By now we know that the Flyers have a plethora of options when it comes to defensemen. But what about the last line of defense, behind them?
Steve Mason is the guy, obviously. When your starter finishes with the 3rd best save percentage in the entire league (.928) and 7th in goals against average (2.25) it’s normally revered to as a pretty successful season.
The numbers may look good but frankly it was a weird season to watch. Mason only started 48 games due to injury. First it was back spasms and then it was knee injuries. On numerous occasions #35 looked less than 100% causing fans to hold their breath every time his name was mentioned.
Situations like such prove why having a dependable backup is necessary at the NHL level. The New York Rangers were forced to go a month without Henrik Lundqvist and look where they are at now. Cam Talbot came in, looked like an every day started and his play kept the Rangers hot en route to a President’s Trophy. Clearly, the Flyers were not fortunate enough to have a stud such as Talbot available.
Last summer the Flyers were relatively strapped on cap space thanks to Paul Holmgren, so on the first day of open free agency Ray Emery was brought back. As a backup in 2013-2014 he went 9-12-4, which by no means is great, but he took a pay cut from $1.65 million down to $1 million so it wasn’t questioned too much.

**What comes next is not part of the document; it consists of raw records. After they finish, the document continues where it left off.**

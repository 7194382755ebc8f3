//! Calorie calculators.
//!
//! Every per-entry result is rounded to two decimals before it is stored.
//! Daily totals later sum those rounded values.

/// Share of the normal burn rate that applies while moving in microgravity
pub const MICROGRAVITY_CAL_FACTOR: f64 = 0.5;

/// Round to two decimal places, half away from zero
///
/// Values too large to scale are already whole and come back unchanged.
pub fn round2(value: f64) -> f64 {
    let scaled = value * 100.0;
    if !scaled.is_finite() {
        return value;
    }
    scaled.round() / 100.0
}

/// Calories burned by an exercise performed at a fixed rate
pub fn exercise_calories(duration_minutes: f64, calories_per_minute: f64) -> f64 {
    round2(duration_minutes * calories_per_minute)
}

/// Calories burned walking or jogging
///
/// Minutes spent in microgravity burn at `MICROGRAVITY_CAL_FACTOR` of the
/// normal rate. Callers must ensure `microgravity_minutes <= duration_minutes`.
pub fn movement_calories(
    duration_minutes: f64,
    microgravity_minutes: f64,
    calories_per_minute: f64,
) -> f64 {
    let normal_minutes = duration_minutes - microgravity_minutes;
    round2(
        normal_minutes * calories_per_minute
            + microgravity_minutes * calories_per_minute * MICROGRAVITY_CAL_FACTOR,
    )
}
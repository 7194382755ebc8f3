//! Nutrition facts lookup for free-text food descriptions.
//!
//! The HTTP implementation talks to the Nutritionix natural-language
//! nutrients endpoint. Every failure maps to a non-fatal error: callers fall
//! back to manual entry. There is no retry.

use crate::calc::round2;
use crate::config::NutritionConfig;
use crate::error::{LookupFailure, ValidationError};
use crate::{Error, Result};
use reqwest::StatusCode;
use serde::{Deserialize, Serialize};

/// Nutrition facts for the first food matched by a query
#[derive(Clone, Debug, PartialEq)]
pub struct NutritionFacts {
    pub food_name: Option<String>,
    pub calories: f64,
    pub protein_g: f64,
    pub carbs_g: f64,
}

/// Something that can resolve a food description into nutrition facts
pub trait NutritionLookup {
    fn lookup(&self, query: &str) -> Result<NutritionFacts>;
}

#[derive(Debug, Serialize)]
struct NutrientsRequest<'a> {
    query: &'a str,
}

#[derive(Debug, Deserialize)]
struct NutrientsResponse {
    foods: Vec<FoodItem>,
}

#[derive(Debug, Deserialize)]
struct FoodItem {
    #[serde(default)]
    food_name: Option<String>,
    nf_calories: f64,
    nf_protein: f64,
    nf_total_carbohydrate: f64,
}

/// Blocking client for the Nutritionix API
pub struct NutritionixClient {
    http: reqwest::blocking::Client,
    endpoint: String,
    app_id: String,
    app_key: String,
}

impl NutritionixClient {
    pub fn new(config: &NutritionConfig) -> Result<Self> {
        let http = reqwest::blocking::Client::builder()
            .timeout(config.timeout())
            .build()?;

        Ok(Self {
            http,
            endpoint: config.endpoint.clone(),
            app_id: config.app_id.clone(),
            app_key: config.app_key.clone(),
        })
    }

    pub fn has_credentials(&self) -> bool {
        !self.app_id.is_empty() && !self.app_key.is_empty()
    }
}

impl NutritionLookup for NutritionixClient {
    fn lookup(&self, query: &str) -> Result<NutritionFacts> {
        let query = query.trim();
        if query.is_empty() {
            return Err(ValidationError::Empty { field: "Meal name" }.into());
        }
        if !self.has_credentials() {
            return Err(LookupFailure::MissingCredentials.into());
        }

        tracing::info!("Looking up nutrition facts for {:?}", query);

        let response = self
            .http
            .post(&self.endpoint)
            .header("x-app-id", &self.app_id)
            .header("x-app-key", &self.app_key)
            .json(&NutrientsRequest { query })
            .send()
            .map_err(|e| {
                tracing::warn!("Nutrition request failed: {}", e);
                LookupFailure::Network(e.to_string())
            })?;

        if let Some(failure) = classify_status(response.status()) {
            tracing::warn!("Nutrition service refused request: {}", failure);
            return Err(failure.into());
        }

        let body = response
            .text()
            .map_err(|e| LookupFailure::Network(e.to_string()))?;

        parse_response(&body)
    }
}

/// Map an HTTP status to a lookup failure; `None` means success
pub fn classify_status(status: StatusCode) -> Option<LookupFailure> {
    if status == StatusCode::TOO_MANY_REQUESTS {
        Some(LookupFailure::RateLimited)
    } else if !status.is_success() {
        Some(LookupFailure::Status(status.as_u16()))
    } else {
        None
    }
}

/// Extract the first food's facts from a response body
///
/// An empty `foods` list is a missing match; anything else that does not fit
/// the expected shape is a parse error.
pub fn parse_response(body: &str) -> Result<NutritionFacts> {
    let response: NutrientsResponse =
        serde_json::from_str(body).map_err(|e| Error::LookupParse(e.to_string()))?;

    let item = response
        .foods
        .into_iter()
        .next()
        .ok_or(LookupFailure::NoMatch)?;

    for (field, value) in [
        ("nf_calories", item.nf_calories),
        ("nf_protein", item.nf_protein),
        ("nf_total_carbohydrate", item.nf_total_carbohydrate),
    ] {
        if !value.is_finite() || value < 0.0 {
            return Err(Error::LookupParse(format!("{} has invalid value {}", field, value)));
        }
    }

    Ok(NutritionFacts {
        food_name: item.food_name,
        calories: round2(item.nf_calories),
        protein_g: round2(item.nf_protein),
        carbs_g: round2(item.nf_total_carbohydrate),
    })
}

#[cfg(test)]
mod tests {
    use super::*;

    #[test]
    fn test_parse_first_food() {
        let body = r#"{"foods": [
            {"food_name": "egg", "serving_qty": 2, "nf_calories": 143.04,
             "nf_protein": 12.564, "nf_total_carbohydrate": 0.72},
            {"food_name": "toast", "nf_calories": 75.0, "nf_protein": 2.6,
             "nf_total_carbohydrate": 13.8}
        ]}"#;

        let facts = parse_response(body).unwrap();
        assert_eq!(facts.food_name.as_deref(), Some("egg"));
        assert_eq!(facts.calories, 143.04);
        assert_eq!(facts.protein_g, 12.56);
        assert_eq!(facts.carbs_g, 0.72);
    }

    #[test]
    fn test_empty_foods_is_no_match() {
        let err = parse_response(r#"{"foods": []}"#).unwrap_err();
        assert!(matches!(
            err,
            Error::LookupUnavailable(LookupFailure::NoMatch)
        ));
    }

    #[test]
    fn test_malformed_bodies_are_parse_errors() {
        for body in [
            "not json",
            r#"{"message": "usage limits exceeded"}"#,
            r#"{"foods": [{"food_name": "egg", "nf_calories": 70}]}"#,
            r#"{"foods": [{"nf_calories": null, "nf_protein": 1, "nf_total_carbohydrate": 1}]}"#,
            r#"{"foods": [{"nf_calories": -5, "nf_protein": 1, "nf_total_carbohydrate": 1}]}"#,
        ] {
            let err = parse_response(body).unwrap_err();
            assert!(
                matches!(err, Error::LookupParse(_)),
                "body {:?} gave {:?}",
                body,
                err
            );
        }
    }

    #[test]
    fn test_classify_status() {
        assert_eq!(classify_status(StatusCode::OK), None);
        assert_eq!(
            classify_status(StatusCode::TOO_MANY_REQUESTS),
            Some(LookupFailure::RateLimited)
        );
        assert_eq!(
            classify_status(StatusCode::UNAUTHORIZED),
            Some(LookupFailure::Status(401))
        );
        assert_eq!(
            classify_status(StatusCode::INTERNAL_SERVER_ERROR),
            Some(LookupFailure::Status(500))
        );
    }

    #[test]
    fn test_missing_credentials_short_circuits() {
        let client = NutritionixClient::new(&NutritionConfig::default()).unwrap();
        assert!(!client.has_credentials());

        let err = client.lookup("1 cup rice").unwrap_err();
        assert!(matches!(
            err,
            Error::LookupUnavailable(LookupFailure::MissingCredentials)
        ));
    }

    #[test]
    fn test_unreachable_endpoint_is_network_failure() {
        let config = NutritionConfig {
            app_id: "id".into(),
            app_key: "key".into(),
            endpoint: "http://127.0.0.1:9/v2/natural/nutrients".into(),
            timeout_secs: 2,
        };
        let client = NutritionixClient::new(&config).unwrap();

        let err = client.lookup("1 cup rice").unwrap_err();
        assert!(matches!(
            err,
            Error::LookupUnavailable(LookupFailure::Network(_))
        ));
    }
}
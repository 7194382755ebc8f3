//! Corruption recovery tests for astrofit.
//!
//! These tests verify the system can handle:
//! - Unparseable data files
//! - Valid JSON of the wrong shape
//! - Missing files and directories

use assert_cmd::Command;
use predicates::prelude::*;
use std::fs;
use tempfile::TempDir;

fn cli(temp_dir: &TempDir) -> Command {
    let mut cmd = Command::new(assert_cmd::cargo::cargo_bin!("astrofit"));
    cmd.env("XDG_CONFIG_HOME", temp_dir.path().join("config"));
    cmd
}

fn setup_test_dir() -> TempDir {
    tempfile::tempdir().expect("Failed to create temp dir")
}

#[test]
fn test_corrupted_data_file_is_quarantined() {
    let temp_dir = setup_test_dir();
    let path = temp_dir.path().join("fitness_data.json");
    fs::write(&path, "{ invalid json }}}}").expect("Failed to write corrupted data");

    cli(&temp_dir)
        .args(["exercise", "--name", "Squats", "--duration", "5", "-u", "ana"])
        .arg("--data-file")
        .arg(&path)
        .assert()
        .success()
        .stderr(predicate::str::contains("Warning: Data file"))
        .stderr(predicate::str::contains("backup created at"));

    let backup = temp_dir.path().join("fitness_data.json.corrupt");
    assert_eq!(fs::read_to_string(&backup).unwrap(), "{ invalid json }}}}");

    // A fresh store replaced the damaged one
    let content = fs::read_to_string(&path).unwrap();
    let store: serde_json::Value = serde_json::from_str(&content).unwrap();
    assert!(store["ana"]["exercises"].is_object());
}

#[test]
fn test_wrong_shape_is_quarantined() {
    let temp_dir = setup_test_dir();
    let path = temp_dir.path().join("fitness_data.json");
    fs::write(&path, "[1, 2, 3]").unwrap();

    cli(&temp_dir)
        .args(["summary", "--date", "2024-01-01", "-u", "ana"])
        .arg("--data-file")
        .arg(&path)
        .assert()
        .success()
        .stderr(predicate::str::contains("Warning:"))
        .stdout(predicate::str::contains("No data found for 2024-01-01."));

    assert!(temp_dir.path().join("fitness_data.json.corrupt").exists());
    // Summaries never write
    assert!(!path.exists());
}

#[test]
fn test_empty_data_file_is_quarantined() {
    let temp_dir = setup_test_dir();
    let path = temp_dir.path().join("fitness_data.json");
    fs::write(&path, "").unwrap();

    cli(&temp_dir)
        .args(["summary", "-u", "ana"])
        .arg("--data-file")
        .arg(&path)
        .assert()
        .success()
        .stderr(predicate::str::contains("Warning:"));
}

#[test]
fn test_missing_data_dir_is_created_on_save() {
    let temp_dir = setup_test_dir();
    let path = temp_dir.path().join("nested/deeper/fitness_data.json");

    cli(&temp_dir)
        .args(["exercise", "--name", "Plank", "--duration", "3", "-u", "ana"])
        .arg("--data-file")
        .arg(&path)
        .assert()
        .success()
        .stderr(predicate::str::contains("Warning").not());

    assert!(path.exists());
}

#[test]
fn test_invalid_config_file_is_reported() {
    let temp_dir = setup_test_dir();
    let config_dir = temp_dir.path().join("config/astrofit");
    fs::create_dir_all(&config_dir).unwrap();
    fs::write(config_dir.join("config.toml"), "[data\nfile_name = ").unwrap();

    cli(&temp_dir)
        .arg("catalog")
        .assert()
        .failure()
        .stderr(predicate::str::contains("TOML error"));
}
//! Pool configuration options

use crate::errors::{PoolError, PoolResult};
use std::time::Duration;

const DEFAULT_WORKERS: usize = 5;
const DEFAULT_JOB_WORKERS: usize = 5;

/// Configuration for pool behavior
///
/// # Examples
///
/// ```
/// use resource_pool::PoolConfiguration;
/// use std::time::Duration;
///
/// let config = PoolConfiguration::new()
///     .with_max_pool_size(20)
///     .with_acquire_timeout(Duration::from_secs(2))
///     .with_leak_warning(Duration::from_secs(30));
///
/// assert_eq!(config.max_pool_size, 20);
/// assert_eq!(config.leak_warning_threshold, Some(Duration::from_secs(30)));
/// ```
#[derive(Debug, Clone)]
pub struct PoolConfiguration {
    /// Name used in log events and exported metrics
    pub name: String,

    /// Maximum number of live resources, free and in use together
    pub max_pool_size: usize,

    /// How long `acquire` waits for a free resource when the pool is at capacity
    pub acquire_timeout: Duration,

    /// Upper bound passed to the factory's health check on reuse
    pub validation_timeout: Duration,

    /// Whether to health-check resources when they are released
    pub validate_on_return: bool,

    /// Held duration after which an in-use resource is reported as a possible leak
    pub leak_warning_threshold: Option<Duration>,

    /// How often the leak monitor scans the in-use set
    pub leak_check_interval: Duration,

    /// Maximum age of a resource before it is closed instead of reused
    pub time_to_live: Option<Duration>,

    /// Maximum idle time of a free resource before it is closed instead of reused
    pub idle_timeout: Option<Duration>,

    /// Number of resources to create when the pool is built
    pub warmup_size: Option<usize>,
}

impl Default for PoolConfiguration {
    fn default() -> Self {
        Self {
            name: "pool".to_string(),
            max_pool_size: DEFAULT_WORKERS + DEFAULT_JOB_WORKERS,
            acquire_timeout: Duration::from_secs(5),
            validation_timeout: Duration::from_secs(1),
            validate_on_return: false,
            leak_warning_threshold: None,
            leak_check_interval: Duration::from_secs(1),
            time_to_live: None,
            idle_timeout: None,
            warmup_size: None,
        }
    }
}

impl PoolConfiguration {
    /// Create a new configuration with default values
    pub fn new() -> Self {
        Self::default()
    }

    /// Read the configuration from process environment variables prefixed with `DB_POOL`
    pub fn from_env() -> PoolResult<Self> {
        Self::from_lookup("DB_POOL", |key| std::env::var(key).ok())
    }

    /// Build a configuration from a key lookup.
    ///
    /// Recognised keys are `{prefix}_SIZE`, `{prefix}_TIMEOUT_MS` and
    /// `{prefix}_LEAK_WARNING_MS`. Without an explicit size the capacity is
    /// `NUM_WORKERS + JOB_WORKERS`, each defaulting to 5.
    ///
    /// # Examples
    ///
    /// ```
    /// use resource_pool::PoolConfiguration;
    /// use std::collections::HashMap;
    ///
    /// let env = HashMap::from([("NUM_WORKERS", "8"), ("APP_POOL_TIMEOUT_MS", "250")]);
    /// let config = PoolConfiguration::from_lookup("APP_POOL", |key| {
    ///     env.get(key).map(|v| v.to_string())
    /// })
    /// .unwrap();
    ///
    /// assert_eq!(config.max_pool_size, 13);
    /// assert_eq!(config.acquire_timeout.as_millis(), 250);
    /// ```
    pub fn from_lookup<L>(prefix: &str, lookup: L) -> PoolResult<Self>
    where
        L: Fn(&str) -> Option<String>,
    {
        let parse = |key: &str| -> PoolResult<Option<u64>> {
            match lookup(key) {
                Some(raw) => raw
                    .trim()
                    .parse::<u64>()
                    .map(Some)
                    .map_err(|_| PoolError::invalid(key, raw)),
                None => Ok(None),
            }
        };

        let mut config = Self::default();

        config.max_pool_size = match parse(&format!("{prefix}_SIZE"))? {
            Some(size) => size as usize,
            None => {
                let workers = parse("NUM_WORKERS")?.map_or(DEFAULT_WORKERS, |n| n as usize);
                let jobs = parse("JOB_WORKERS")?.map_or(DEFAULT_JOB_WORKERS, |n| n as usize);
                workers + jobs
            }
        };
        if config.max_pool_size == 0 {
            return Err(PoolError::invalid(format!("{prefix}_SIZE"), "0"));
        }

        if let Some(ms) = parse(&format!("{prefix}_TIMEOUT_MS"))? {
            config.acquire_timeout = Duration::from_millis(ms);
        }
        if let Some(ms) = parse(&format!("{prefix}_LEAK_WARNING_MS"))? {
            config.leak_warning_threshold = Some(Duration::from_millis(ms));
        }

        Ok(config)
    }

    /// Set the name reported in logs and metrics
    pub fn with_name(mut self, name: impl Into<String>) -> Self {
        self.name = name.into();
        self
    }

    /// Set the maximum pool size
    ///
    /// # Examples
    ///
    /// ```
    /// use resource_pool::PoolConfiguration;
    ///
    /// let config = PoolConfiguration::new()
    ///     .with_max_pool_size(50);
    ///
    /// assert_eq!(config.max_pool_size, 50);
    /// ```
    pub fn with_max_pool_size(mut self, size: usize) -> Self {
        self.max_pool_size = size;
        self
    }

    /// Set how long `acquire` may block
    pub fn with_acquire_timeout(mut self, timeout: Duration) -> Self {
        self.acquire_timeout = timeout;
        self
    }

    /// Set the budget handed to the factory's health check
    pub fn with_validation_timeout(mut self, timeout: Duration) -> Self {
        self.validation_timeout = timeout;
        self
    }

    /// Enable validation on return
    pub fn with_validate_on_return(mut self, enabled: bool) -> Self {
        self.validate_on_return = enabled;
        self
    }

    /// Enable the leak monitor with the given threshold
    pub fn with_leak_warning(mut self, threshold: Duration) -> Self {
        self.leak_warning_threshold = Some(threshold);
        self
    }

    /// Set the leak monitor's scan interval
    pub fn with_leak_check_interval(mut self, interval: Duration) -> Self {
        self.leak_check_interval = interval;
        self
    }

    /// Set time-to-live for resources
    pub fn with_ttl(mut self, ttl: Duration) -> Self {
        self.time_to_live = Some(ttl);
        self
    }

    /// Set idle timeout for resources
    pub fn with_idle_timeout(mut self, timeout: Duration) -> Self {
        self.idle_timeout = Some(timeout);
        self
    }

    /// Set warm-up size
    pub fn with_warmup(mut self, size: usize) -> Self {
        self.warmup_size = Some(size);
        self
    }

    pub(crate) fn validate(&self) -> PoolResult<()> {
        if self.max_pool_size == 0 {
            return Err(PoolError::invalid("max_pool_size", "0"));
        }
        if self.leak_check_interval.is_zero() {
            return Err(PoolError::invalid("leak_check_interval", "0s"));
        }
        Ok(())
    }
}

Unfortunately due to the absence of Mason, Razor was counted on even more in 2014-2015 and again, wasn’t impressive. A 10-11-7 record with a .894 save percentage included some goals against that could only be reacted to by rolling your eyes and going “oh boy”.
That left the Flyers to go with “Option #3”. Another July 1st, 2014 signing, Rob Zepp, who had never had NHL experience, was called upon to be the savior after Razor was battling an injury / couldn’t be counted on anymore. The former German leaguer quickly became a fan favorite and more trustworthy defender of the net. Despite being the AHL starter for the majority of the year, Zepp finished with a record of 5-2-0 in nine starts.
With both Emery and Zepp scheduled to become unrestricted free agents and the Flyers still in need of someone behind Mason, it raises the question who should be brought back? While it would be easy for me to say Zepp and that’s it, there’s actually a factor that may cause this situation to be more complex than just “Zepp has better numbers and is more reliable.”
Bring in Anthony Stolarz, the Flyers second round selection in 2012. At 21 years young, the (essentially) lone goalie prospect went 9-13-4 at AHL Lehigh Valley this past season. Zepp’s call up may have been a blessing in disguise for “Stolie The Goalie” as the youngster saw action in 31 games during his first professional season.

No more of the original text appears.